I watch them walk by our house every morning. They’re off to their real jobs and I’m home in my pajamas. This is where my real job is now. It’s the hardest job I’ve ever had, but doesn’t seem to hold the clout it deserves in today’s world. My daughter turns 6 months old today and I’m just so proud and relieved that we’ve made it this far.
The official leave from my “real” job is about to end. I was the first new parent at my office to ever take advantage of the 16 unpaid weeks granted by the Family Medical Leave Act (FMLA). That combined with my vacation and paid leave gave me a nice chunk of time. But that time is up as of today. I was due back at the office tomorrow morning. But I decided I’m not going back.
As I’m Canadian, I’ve had to switch my visa from a worker to a dependent. I’ve held various jobs in the US over the past 7 years and have always had my own visa and income. I am now on my husband’s visa and I wonder when it will start to feel normal. It doesn’t help that we’re in the process of getting life insurance and my job title on all the paperwork is “homemaker” with an annual income of 0 dollars. I now get a monthly “pay check” from my husband with “Mommy Duty” written in the memo section (we’re not organized enough to do our banking at the same place).
All that said, I know I’m not ready to have someone else take care of my daughter. But at the same time, I still want to have the respect I had when I was working (from who, I’m not sure). I want to know that I can take this time off to be with her and not be punished for it when I decide it’s time to go back to the office. Sadly, that doesn’t appear to be something I can expect. My old boss has told me to be careful about how long I take off as it could affect my future prospects.

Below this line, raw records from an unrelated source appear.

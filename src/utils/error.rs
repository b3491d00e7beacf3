use std::sync::Arc;
use thiserror::Error;

/// Boxed error accepted from user functions and sources.
pub type BoxError = Box<dyn std::error::Error + Send + Sync>;

type SharedError = Arc<dyn std::error::Error + Send + Sync>;

#[derive(Error, Debug, Clone)]
pub enum ChainError {
    #[error("Upstream failure: {0}")]
    Upstream(#[source] SharedError),

    #[error("Cannot reduce an empty sequence without a first value")]
    EmptySequence,

    #[error("Element is not iterable: {found}")]
    NonIterableElement { found: String },

    #[error("Missing key: {key}")]
    MissingKey { key: String },

    #[error("Error handler failed: {0}")]
    Handler(#[source] SharedError),

    #[error("IO error: {0}")]
    Io(#[source] Arc<std::io::Error>),

    #[error("Configuration error: {message}")]
    Config { message: String },

    #[error("Missing configuration field: {field}")]
    MissingConfig { field: String },

    #[error("Invalid value '{value}' for {field}: {reason}")]
    InvalidConfigValue {
        field: String,
        value: String,
        reason: String,
    },
}

impl ChainError {
    /// Wraps a failure raised while advancing the pipeline.
    ///
    /// A `ChainError` passed through here keeps its own kind, so sources that
    /// already speak `ChainError` are not double wrapped.
    pub fn upstream<E: Into<BoxError>>(err: E) -> Self {
        let boxed: BoxError = err.into();
        match boxed.downcast::<ChainError>() {
            Ok(inner) => *inner,
            Err(other) => ChainError::Upstream(Arc::from(other)),
        }
    }

    pub fn handler(err: anyhow::Error) -> Self {
        ChainError::Handler(Arc::from(BoxError::from(err)))
    }

    pub fn missing_key(key: &str) -> Self {
        ChainError::MissingKey {
            key: key.to_string(),
        }
    }

    pub fn config<M: Into<String>>(message: M) -> Self {
        ChainError::Config {
            message: message.into(),
        }
    }

    /// Only upstream failures may be absorbed by an installed error handler.
    pub fn is_recoverable(&self) -> bool {
        matches!(self, ChainError::Upstream(_))
    }
}

impl From<std::io::Error> for ChainError {
    fn from(err: std::io::Error) -> Self {
        ChainError::Io(Arc::new(err))
    }
}

pub type Result<T> = std::result::Result<T, ChainError>;
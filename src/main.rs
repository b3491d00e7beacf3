use chainz::config::CliArgs;
use chainz::utils::{logger, validation::Validate};
use chainz::{ChainError, JobConfig, JobEngine};
use clap::Parser;
use std::process;

fn main() -> anyhow::Result<()> {
    let args = CliArgs::parse();

    if args.log_json {
        logger::init_json_logger(args.verbose);
    } else {
        logger::init_cli_logger(args.verbose);
    }

    tracing::info!("Starting chainz");
    tracing::debug!("CLI args: {:?}", args);

    let config = match JobConfig::from_file(&args.config).and_then(|config| {
        config.validate()?;
        Ok(config)
    }) {
        Ok(config) => config,
        Err(e) => {
            tracing::error!("Configuration validation failed: {}", e);
            eprintln!("Invalid job file {}: {}", args.config.display(), e);
            process::exit(1);
        }
    };

    let engine = JobEngine::new(config).with_stage_counts(args.verbose);

    if args.dry_run {
        println!("Job '{}' plan:", engine.config().job.name);
        for (index, stage) in engine.plan().iter().enumerate() {
            println!("  {}. {}", index + 1, stage);
        }
        return Ok(());
    }

    match engine.run() {
        Ok(report) => {
            println!("Job completed: {} records written, {} skipped", report.written, report.skipped);
            println!("Output saved to: {}", report.output_path);
            Ok(())
        }
        Err(e) => {
            tracing::error!("Job failed: {}", e);
            eprintln!("Job failed: {}", e);
            let code = match e {
                ChainError::Config { .. } | ChainError::MissingConfig { .. } | ChainError::InvalidConfigValue { .. } => 1,
                _ => 2,
            };
            process::exit(code);
        }
    }
}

It’s so sad that the new skills I’m developing will not be appreciated in the traditional work place. I have to be on call 24-7 as a new Mom. I never know what the day has in store and I always have to be ready for some emergency or other. The stress and exhaustion I have felt in the past 6 months doesn’t compare to any of the toughest work challenges I’ve faced in my career (maybe my jobs weren’t tough enough?).
Some days I really miss sitting in peace at my desk with a coffee and my email. Now I’m lucky if I can be on the computer for 5 minutes before my daughter loudly indicates her displeasure and jealousy. Other days I miss having a reason to get dressed in the morning. Pajamas or jeans/sweats, sneakers/flip flops and a T-shirt have become my new uniform. And my own pay check is something I’m sure I will continue to miss until I have one again.
It’s been 6 months. I don’t know what the future holds in store for me or my family. What I do know is that I’ve made the right decision for us now, and that’s all that really matters. On the challenging days I remind myself that jobs come and go but this time in my daughter’s life will never happen again and I’m extremely lucky to be here to experience it with her.
1 comment:
Caught your blog via Skylight's. What you're saying about work and motherhood is my biggest fear about becoming a mother and also incredibly frustrating. Employers need to be far more flexible and recognize that mothers can be effective on the job while still attending to their children's needs if they're given some time to acclimate to the dual responsibilities.